LinuxMonth: Open Source Licenses ExplainedDec 31, 2000, 16:13 (4 Talkback[s])
(Other stories by Chris Carella)
"The Open Source Initiative recognized 18 different licenses as Open Source Software licenses. If a program adheres to one of these licenses, then it can officially be considered Open Source. Each one of these licenses have a time and place in the Open Source world, and each one has it's own unique history. I am going to put all 18 of these licenses on equal ground (even though I adore the GPL), because they are recognized as equals by the Open Source Initiative. So rather than comparing and contrasting 18 licenses in one article, I'll break it up, and review a couple of different licenses each month. The first two I will be evaluating will be the General Public License (GPL) and the Mozilla Public License (MPL)."

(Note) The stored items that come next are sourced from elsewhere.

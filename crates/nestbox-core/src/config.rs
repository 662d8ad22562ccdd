// ABOUTME: Application configuration handling.
// ABOUTME: Loads and saves front-end settings from TOML config files.

use serde::{Deserialize, Serialize};
use std::path::PathBuf;

use crate::Rect;

#[derive(Debug, Clone, PartialEq, Serialize, Deserialize)]
#[serde(default)]
pub struct Config {
    /// Outer box width used when a request carries no box
    pub default_width: f64,
    /// Outer box height used when a request carries no box
    pub default_height: f64,

    /// Pretty-print JSON output
    pub pretty: bool,

    /// Tracing filter used when RUST_LOG is unset
    pub log_filter: String,
}

impl Default for Config {
    fn default() -> Self {
        Self {
            default_width: 1200.0,
            default_height: 800.0,
            pretty: true,
            log_filter: "warn".to_string(),
        }
    }
}

#[derive(Debug, thiserror::Error)]
pub enum ConfigError {
    #[error("Failed to read config file: {0}")]
    ReadError(#[from] std::io::Error),

    #[error("Failed to parse config: {0}")]
    ParseError(#[from] toml::de::Error),

    #[error("Failed to serialize config: {0}")]
    SerializeError(#[from] toml::ser::Error),

    #[error("Could not determine config directory")]
    NoConfigDir,
}

impl Config {
    /// Get the default config file path (~/.config/nestbox/config.toml)
    pub fn default_path() -> Option<PathBuf> {
        dirs::config_dir().map(|p| p.join("nestbox").join("config.toml"))
    }

    /// Load config from a path
    pub fn load(path: &std::path::Path) -> Result<Self, ConfigError> {
        let content = std::fs::read_to_string(path)?;
        let config = toml::from_str(&content)?;
        Ok(config)
    }

    /// Load config from default path, or return default config if not found
    pub fn load_or_default() -> Self {
        Self::default_path()
            .and_then(|path| Self::load(&path).ok())
            .unwrap_or_default()
    }

    /// Save config to a path
    pub fn save(&self, path: &std::path::Path) -> Result<(), ConfigError> {
        // Create parent directories if needed
        if let Some(parent) = path.parent() {
            std::fs::create_dir_all(parent)?;
        }
        let content = toml::to_string_pretty(self)?;
        std::fs::write(path, content)?;
        Ok(())
    }

    /// Save config to default path
    pub fn save_to_default(&self) -> Result<PathBuf, ConfigError> {
        let path = Self::default_path().ok_or(ConfigError::NoConfigDir)?;
        self.save(&path)?;
        Ok(path)
    }

    /// Outer box for requests that don't bring their own
    pub fn default_box(&self) -> Rect {
        Rect::sized(self.default_width, self.default_height)
    }
}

"The GNU General Public License was created by Richard Stallman to protect the legal right of free software. Free software in the eyes of the GNU is having access to all the code a program contains, including code that just links to GPL covered code. When a program is released under the GPL, it indefinitely retains certain attributes. Under the GPL, a program must provide users with the program's source code if asked, and in return, the author may obtain the source code to any modifications made to the program."
"If a program is GPL'd, all code must be attainable by any individual who wishes to inspect it. It is important to note that all source must be surrendered. This includes any code that uses GPL code, or is linked to a GPL program. This feature often discourages people who need to include some proprietary software, because they must forfeit the proprietary code, or be in violation of the GPL, and face a lawsuit. Also included in the GPL is a clause designed to protect the author of free software, by stating that GPL software has no warranty."